## Aim of the task
Repeat exactly, and only, the lines below starting at the line that contains "pub const fn kind(&self)" and ending at the line that contains "an existing mapping.", inclusive of both.

*** Extracted data Section Begins ***

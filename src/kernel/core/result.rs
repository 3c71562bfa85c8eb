// src/kernel/core/result.rs
//! カーネル共通エラーハンドリング
//!
//! コンテキスト情報付きエラーで、デバッグを容易にします。

use core::fmt;

/// カーネル Result 型
pub type KernelResult<T> = Result<T, KernelError>;

/// カーネルエラー（コンテキスト情報付き）
#[derive(Debug, Clone)]
pub struct KernelError {
    kind: ErrorKind,
    context: Option<&'static str>,
}

impl KernelError {
    /// 新しいエラーを作成
    #[inline]
    pub const fn new(kind: ErrorKind) -> Self {
        Self { kind, context: None }
    }
    
    /// コンテキスト情報付きエラーを作成
    #[inline]
    pub const fn with_context(kind: ErrorKind, ctx: &'static str) -> Self {
        Self { kind, context: Some(ctx) }
    }
    
    /// エラー種類を取得
    #[inline]
    pub const fn kind(&self) -> &ErrorKind {
        &self.kind
    }
    
    /// コンテキストを取得
    #[inline]
    pub const fn context(&self) -> Option<&'static str> {
        self.context
    }
    
    /// デバイスエラーか確認
    #[inline]
    pub const fn is_device_error(&self) -> bool {
        matches!(self.kind, ErrorKind::Device(_))
    }
    
    /// メモリエラーか確認
    #[inline]
    pub const fn is_memory_error(&self) -> bool {
        matches!(self.kind, ErrorKind::Memory(_))
    }
    
    /// タスクエラーか確認
    #[inline]
    pub const fn is_task_error(&self) -> bool {
        matches!(self.kind, ErrorKind::Task(_))
    }
}

/// エラー種類
#[derive(Debug, Clone, Copy, PartialEq, Eq)]
pub enum ErrorKind {
    /// デバイスエラー
    Device(DeviceError),
    /// メモリエラー
    Memory(MemoryError),
    /// タスクエラー
    Task(TaskError),
    /// 不正な引数
    InvalidArgument,
    /// リソースが利用不可
    ResourceUnavailable,
    /// 未実装
    NotImplemented,
    /// 仮想メモリサブシステムのエラー
    Vm(VmError),
}

/// Unified virtual-memory error, aggregating the frame table, supplemental
/// page table, swap area, and mmap manager's narrower error types so
/// callers above `kernel::mm` see one taxonomy instead of four.
#[derive(Debug, Clone, Copy, PartialEq, Eq)]
pub enum VmError {
    /// The frame table has no free frame and eviction could not make one.
    FrameExhausted,
    /// The swap area has no free slot.
    SwapExhausted,
    /// A swap-device read or write failed.
    SwapDeviceError,
    /// A descriptor already exists at the requested user address.
    PageCollision,
    /// No descriptor exists at the requested user address.
    PageNotFound,
    /// A requested mmap region overlaps an existing mapping.
    MmapOverlap,
    /// A requested mmap region is unaligned, empty, or out of range.
    MmapInvalid,
    /// The process already has a mapping and this kernel only tracks one.
    MmapAlreadyMapped,
}

impl fmt::Display for VmError {
    fn fmt(&self, f: &mut fmt::Formatter) -> fmt::Result {
        match self {
            Self::FrameExhausted => write!(f, "frame table exhausted"),
            Self::SwapExhausted => write!(f, "swap area exhausted"),
            Self::SwapDeviceError => write!(f, "swap device I/O error"),
            Self::PageCollision => write!(f, "page descriptor collision"),
            Self::PageNotFound => write!(f, "page descriptor not found"),
            Self::MmapOverlap => write!(f, "mmap region overlaps existing mapping"),
            Self::MmapInvalid => write!(f, "mmap region invalid"),
            Self::MmapAlreadyMapped => write!(f, "process already has an mmap region"),
        }
    }
}

impl From<VmError> for KernelError {
    #[inline]
    fn from(e: VmError) -> Self {
        KernelError::new(ErrorKind::Vm(e))
    }
}

/// デバイスエラー
#[derive(Debug, Clone, Copy, PartialEq, Eq)]
pub enum DeviceError {
    /// 初期化失敗
    InitFailed,
    /// ハードウェアが応答しない
    Timeout,
    /// デバイスが見つからない
    NotFound,
    /// I/O エラー
    IoError,
    /// バッファが小さすぎる
    BufferTooSmall,
}

/// メモリエラー
#[derive(Debug, Clone, Copy, PartialEq, Eq)]
pub enum MemoryError {
    /// メモリ不足
    OutOfMemory,
    /// 不正なアドレス
    InvalidAddress,
    /// アライメント違反
    MisalignedAccess,
}

/// タスクエラー
#[derive(Debug, Clone, Copy, PartialEq, Eq)]
pub enum TaskError {
    /// タスクが見つからない
    NotFound,
    /// タスクキューが満杯
    QueueFull,
    /// 無効な状態遷移
    InvalidStateTransition,
}

impl fmt::Display for KernelError {
    fn fmt(&self, f: &mut fmt::Formatter) -> fmt::Result {
        match &self.kind {
            ErrorKind::Device(e) => write!(f, "Device error: {:?}", e)?,
            ErrorKind::Memory(e) => write!(f, "Memory error: {:?}", e)?,
            ErrorKind::Task(e) => write!(f, "Task error: {:?}", e)?,
            ErrorKind::InvalidArgument => write!(f, "Invalid argument")?,
            ErrorKind::ResourceUnavailable => write!(f, "Resource unavailable")?,
            ErrorKind::NotImplemented => write!(f, "Not implemented")?,
            ErrorKind::Vm(e) => write!(f, "VM error: {}", e)?,
        }
        
        if let Some(ctx) = self.context {
            write!(f, " (context: {})", ctx)?;
        }
        
        Ok(())
    }
}

impl From<DeviceError> for KernelError {
    #[inline]
    fn from(e: DeviceError) -> Self {
        KernelError::new(ErrorKind::Device(e))
    }
}

impl From<MemoryError> for KernelError {
    #[inline]
    fn from(e: MemoryError) -> Self {
        KernelError::new(ErrorKind::Memory(e))
    }
}

impl From<TaskError> for KernelError {
    #[inline]
    fn from(e: TaskError) -> Self {
        KernelError::new(ErrorKind::Task(e))
    }
}

impl From<ErrorKind> for KernelError {
    #[inline]
    fn from(kind: ErrorKind) -> Self {
        KernelError::new(kind)
    }
}
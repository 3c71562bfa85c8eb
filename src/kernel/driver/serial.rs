// src/kernel/driver/serial.rs
//! COM1 UART driver used for debug output (`debug_print!`/`debug_println!`).
//!
//! Mirrors the legacy top-level `serial` module's register layout but is
//! exposed as a single lockable singleton so `console::write_debug` can
//! treat it like any other `fmt::Write` sink.

use core::fmt;

use spin::Mutex;
use x86_64::instructions::port::Port;

const SERIAL_IO_PORT: u16 = 0x3F8;

mod register_offset {
    pub const DATA: u16 = 0;
    pub const INTERRUPT_ENABLE: u16 = 1;
    pub const FIFO_CONTROL: u16 = 2;
    pub const LINE_CONTROL: u16 = 3;
    pub const MODEM_CONTROL: u16 = 4;
    pub const LINE_STATUS: u16 = 5;
}

mod line_control {
    pub const DLAB_ENABLE: u8 = 0x80;
    pub const CONFIG_8N1: u8 = 0x03;
}

mod line_status {
    pub const TRANSMIT_EMPTY: u8 = 0x20;
}

const BAUD_RATE_DIVISOR: u16 = 3;

/// A single initialized COM1 port.
pub struct SerialPort {
    data: Port<u8>,
    line_status: Port<u8>,
    initialized: bool,
}

impl SerialPort {
    const fn new() -> Self {
        Self {
            data: Port::new(SERIAL_IO_PORT + register_offset::DATA),
            line_status: Port::new(SERIAL_IO_PORT + register_offset::LINE_STATUS),
            initialized: false,
        }
    }

    /// Program the UART for 38400 8N1 with FIFO enabled. Idempotent.
    pub fn init(&mut self) {
        if self.initialized {
            return;
        }
        unsafe {
            let mut int_en: Port<u8> = Port::new(SERIAL_IO_PORT + register_offset::INTERRUPT_ENABLE);
            let mut fifo: Port<u8> = Port::new(SERIAL_IO_PORT + register_offset::FIFO_CONTROL);
            let mut line_ctrl: Port<u8> = Port::new(SERIAL_IO_PORT + register_offset::LINE_CONTROL);
            let mut modem_ctrl: Port<u8> = Port::new(SERIAL_IO_PORT + register_offset::MODEM_CONTROL);

            int_en.write(0x00);
            line_ctrl.write(line_control::DLAB_ENABLE);
            self.data.write((BAUD_RATE_DIVISOR & 0xFF) as u8);
            int_en.write(((BAUD_RATE_DIVISOR >> 8) & 0xFF) as u8);
            line_ctrl.write(line_control::CONFIG_8N1);
            fifo.write(0xC7);
            modem_ctrl.write(0x0B);
        }
        self.initialized = true;
    }

    fn wait_transmit_empty(&mut self) {
        unsafe {
            while (self.line_status.read() & line_status::TRANSMIT_EMPTY) == 0 {
                core::hint::spin_loop();
            }
        }
    }

    fn write_byte(&mut self, byte: u8) {
        if !self.initialized {
            return;
        }
        self.wait_transmit_empty();
        unsafe {
            self.data.write(byte);
        }
    }
}

impl fmt::Write for SerialPort {
    fn write_str(&mut self, s: &str) -> fmt::Result {
        for byte in s.bytes() {
            self.write_byte(byte);
        }
        Ok(())
    }
}

/// The kernel's sole COM1 instance, used for `debug_print!`/`debug_println!`.
pub static SERIAL1: Mutex<SerialPort> = Mutex::new(SerialPort::new());

/// Initialize COM1. Safe to call more than once.
pub fn init() {
    SERIAL1.lock().init();
}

*** Extracted data Section Ends ***

## Response
    pub const fn kind(&self) -> &ErrorKind {
        &self.kind
    }
    
    /// コンテキストを取得
    #[inline]
    pub const fn context(&self) -> Option<&'static str> {
        self.context
    }
    
    /// デバイスエラーか確認
    #[inline]
    pub const fn is_device_error(&self) -> bool {
        matches!(self.kind, ErrorKind::Device(_))
    }
    
    /// メモリエラーか確認
    #[inline]
    pub const fn is_memory_error(&self) -> bool {
        matches!(self.kind, ErrorKind::Memory(_))
    }
    
    /// タスクエラーか確認
    #[inline]
    pub const fn is_task_error(&self) -> bool {
        matches!(self.kind, ErrorKind::Task(_))
    }
}

/// エラー種類
#[derive(Debug, Clone, Copy, PartialEq, Eq)]
pub enum ErrorKind {
    /// デバイスエラー
    Device(DeviceError),
    /// メモリエラー
    Memory(MemoryError),
    /// タスクエラー
    Task(TaskError),
    /// 不正な引数
    InvalidArgument,
    /// リソースが利用不可
    ResourceUnavailable,
    /// 未実装
    NotImplemented,
    /// 仮想メモリサブシステムのエラー
    Vm(VmError),
}

/// Unified virtual-memory error, aggregating the frame table, supplemental
/// page table, swap area, and mmap manager's narrower error types so
/// callers above `kernel::mm` see one taxonomy instead of four.
#[derive(Debug, Clone, Copy, PartialEq, Eq)]
pub enum VmError {
    /// The frame table has no free frame and eviction could not make one.
    FrameExhausted,
    /// The swap area has no free slot.
    SwapExhausted,
    /// A swap-device read or write failed.
    SwapDeviceError,
    /// A descriptor already exists at the requested user address.
    PageCollision,
    /// No descriptor exists at the requested user address.
    PageNotFound,
    /// A requested mmap region overlaps an existing mapping.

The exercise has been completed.